What you return must match the records exactly.

── INFORMATION SHOWN ──

//! The visible-address collaborator.
//!
//! In the browser this is `window.location` plus the history API. The session
//! flows only need three things from it: read the current address, rewrite it
//! in place without a reload, and leave the application.

use parking_lot::Mutex;

/// A parsed address: `path?query#hash`.
///
/// `query` is stored without the leading `?` and `hash` without the `#`.
#[derive(Debug, Clone, Default, PartialEq, Eq)]
pub struct Location {
    pub path: String,
    pub query: String,
    pub hash: String,
}

impl Location {
    pub fn parse(href: &str) -> Self {
        let (rest, hash) = href.split_once('#').unwrap_or((href, ""));
        let (path, query) = rest.split_once('?').unwrap_or((rest, ""));
        Self {
            path: path.to_string(),
            query: query.to_string(),
            hash: hash.to_string(),
        }
    }

    /// The query with its leading `?`, or an empty string.
    pub fn search(&self) -> String {
        if self.query.is_empty() {
            String::new()
        } else {
            format!("?{}", self.query)
        }
    }

    pub fn href(&self) -> String {
        let mut href = format!("{}{}", self.path, self.search());
        if !self.hash.is_empty() {
            href.push('#');
            href.push_str(&self.hash);
        }
        href
    }

    /// Same path and hash, with every occurrence of `name` removed from the query.
    pub fn without_param(&self, name: &str) -> Self {
        Self {
            path: self.path.clone(),
            query: super::carrier::remove_param(&self.search(), name),
            hash: self.hash.clone(),
        }
    }
}

/// Browser location and history operations used by the session flows.
pub trait Navigator: Send + Sync {
    /// The address currently shown.
    fn location(&self) -> Location;

    /// Rewrite the visible address without navigating (`history.replaceState`).
    fn replace(&self, location: Location);

    /// Leave the application for `url`. Nothing after a redirect is
    /// guaranteed to run.
    fn redirect(&self, url: &str);
}

/// In-process [`Navigator`]: holds the current address and records redirects.
///
/// Backs the CLI and the tests.
#[derive(Debug, Default)]
pub struct AddressBar {
    current: Mutex<Location>,
    redirects: Mutex<Vec<String>>,
}

impl AddressBar {
    pub fn new(href: &str) -> Self {
        Self {
            current: Mutex::new(Location::parse(href)),
            redirects: Mutex::new(Vec::new()),
        }
    }

    pub fn href(&self) -> String {
        self.current.lock().href()
    }

    /// The most recent redirect target, if the application was left.
    pub fn redirected_to(&self) -> Option<String> {
        self.redirects.lock().last().cloned()
    }

    pub fn redirects(&self) -> Vec<String> {
        self.redirects.lock().clone()
    }
}

impl Navigator for AddressBar {
    fn location(&self) -> Location {
        self.current.lock().clone()
    }

    fn replace(&self, location: Location) {
        tracing::debug!(path = %location.path, "Address replaced");
        *self.current.lock() = location;
    }

    fn redirect(&self, url: &str) {
        tracing::info!(target_url = url, "Redirecting");
        self.redirects.lock().push(url.to_string());
    }
}

#[cfg(test)]
mod tests {
    use super::*;

    #[test]
    fn parse_splits_path_query_and_hash() {
        let loc = Location::parse("https://partner.example/orders?token=abc&x=1#top");
        assert_eq!(loc.path, "https://partner.example/orders");
        assert_eq!(loc.query, "token=abc&x=1");
        assert_eq!(loc.hash, "top");
        assert_eq!(loc.search(), "?token=abc&x=1");
        assert_eq!(loc.href(), "https://partner.example/orders?token=abc&x=1#top");
    }

    #[test]
    fn parse_without_query_or_hash() {
        let loc = Location::parse("/docs");
        assert_eq!(loc, Location {
            path: "/docs".into(),
            ..Location::default()
        });
        assert_eq!(loc.href(), "/docs");
    }

    #[test]
    fn without_param_keeps_other_parameters_and_hash() {
        let loc = Location::parse("/facture?token=abc&id=7#print");
        assert_eq!(loc.without_param("token").href(), "/facture?id=7#print");

        let only = Location::parse("/facture?token=abc");
        assert_eq!(only.without_param("token").href(), "/facture");
    }

    #[test]
    fn address_bar_records_replacements_and_redirects() {
        let bar = AddressBar::new("/orders?token=abc");
        bar.replace(Location::parse("/orders"));
        assert_eq!(bar.href(), "/orders");
        assert!(bar.redirected_to().is_none());

        bar.redirect("https://admin.example");
        bar.redirect("https://admin.example?logout=true");
        assert_eq!(bar.redirected_to().as_deref(), Some("https://admin.example?logout=true"));
        assert_eq!(bar.redirects().len(), 2);
    }
}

───

ANSWER SPACE >>
//! The visible-address collaborator.
//!
//! In the browser this is `window.location` plus the history API. The session
//! flows only need three things from it: read the current address, rewrite it
//! in place without a reload, and leave the application.

use parking_lot::Mutex;

/// A parsed address: `path?query#hash`.
///
/// `query` is stored without the leading `?` and `hash` without the `#`.
#[derive(Debug, Clone, Default, PartialEq, Eq)]
pub struct Location {
    pub path: String,
    pub query: String,
    pub hash: String,
}

impl Location {
    pub fn parse(href: &str) -> Self {
        let (rest, hash) = href.split_once('#').unwrap_or((href, ""));
        let (path, query) = rest.split_once('?').unwrap_or((rest, ""));
        Self {
            path: path.to_string(),
            query: query.to_string(),
            hash: hash.to_string(),
        }
    }

    /// The query with its leading `?`, or an empty string.
    pub fn search(&self) -> String {
        if self.query.is_empty() {
            String::new()
        } else {
            format!("?{}", self.query)
        }
    }

    pub fn href(&self) -> String {
        let mut href = format!("{}{}", self.path, self.search());
        if !self.hash.is_empty() {
            href.push('#');
            href.push_str(&self.hash);
        }
        href
    }

    /// Same path and hash, with every occurrence of `name` removed from the query.
    pub fn without_param(&self, name: &str) -> Self {
        Self {
            path: self.path.clone(),
            query: super::carrier::remove_param(&self.search(), name),
            hash: self.hash.clone(),
        }
    }
}

/// Browser location and history operations used by the session flows.
pub trait Navigator: Send + Sync {
    /// The address currently shown.
    fn location(&self) -> Location;

    /// Rewrite the visible address without navigating (`history.replaceState`).
    fn replace(&self, location: Location);

    /// Leave the application for `url`. Nothing after a redirect is
    /// guaranteed to run.
    fn redirect(&self, url: &str);
}

/// In-process [`Navigator`]: holds the current address and records redirects.
///
/// Backs the CLI and the tests.
#[derive(Debug, Default)]
pub struct AddressBar {
    current: Mutex<Location>,
    redirects: Mutex<Vec<String>>,
}

impl AddressBar {
    pub fn new(href: &str) -> Self {
        Self {
            current: Mutex::new(Location::parse(href)),
            redirects: Mutex::new(Vec::new()),
        }
    }

    pub fn href(&self) -> String {
        self.current.lock().href()
    }

    /// The most recent redirect target, if the application was left.
    pub fn redirected_to(&self) -> Option<String> {
        self.redirects.lock().last().cloned()
    }

    pub fn redirects(&self) -> Vec<String> {
        self.redirects.lock().clone()
    }
}

impl Navigator for AddressBar {
    fn location(&self) -> Location {
        self.current.lock().clone()
    }

    fn replace(&self, location: Location) {
        tracing::debug!(path = %location.path, "Address replaced");
        *self.current.lock() = location;
    }

    fn redirect(&self, url: &str) {
        tracing::info!(target_url = url, "Redirecting");
        self.redirects.lock().push(url.to_string());
    }
}

#[cfg(test)]
mod tests {
    use super::*;

    #[test]
    fn parse_splits_path_query_and_hash() {
        let loc = Location::parse("https://partner.example/orders?token=abc&x=1#top");
        assert_eq!(loc.path, "https://partner.example/orders");
        assert_eq!(loc.query, "token=abc&x=1");
        assert_eq!(loc.hash, "top");
        assert_eq!(loc.search(), "?token=abc&x=1");
        assert_eq!(loc.href(), "https://partner.example/orders?token=abc&x=1#top");
    }

    #[test]
    fn parse_without_query_or_hash() {
        let loc = Location::parse("/docs");
        assert_eq!(loc, Location {
            path: "/docs".into(),
            ..Location::default()
        });
        assert_eq!(loc.href(), "/docs");
    }

    #[test]
    fn without_param_keeps_other_parameters_and_hash() {
        let loc = Location::parse("/facture?token=abc&id=7#print");
        assert_eq!(loc.without_param("token").href(), "/facture?id=7#print");

        let only = Location::parse("/facture?token=abc");
        assert_eq!(only.without_param("token").href(), "/facture");
    }

    #[test]
    fn address_bar_records_replacements_and_redirects() {
        let bar = AddressBar::new("/orders?token=abc");
        bar.replace(Location::parse("/orders"));
        assert_eq!(bar.href(), "/orders");
        assert!(bar.redirected_to().is_none());

        bar.redirect("https://admin.example");
        bar.redirect("https://admin.example?logout=true");
        assert_eq!(bar.redirected_to().as_deref(), Some("https://admin.example?logout=true"));
        assert_eq!(bar.redirects().len(), 2);
    }
}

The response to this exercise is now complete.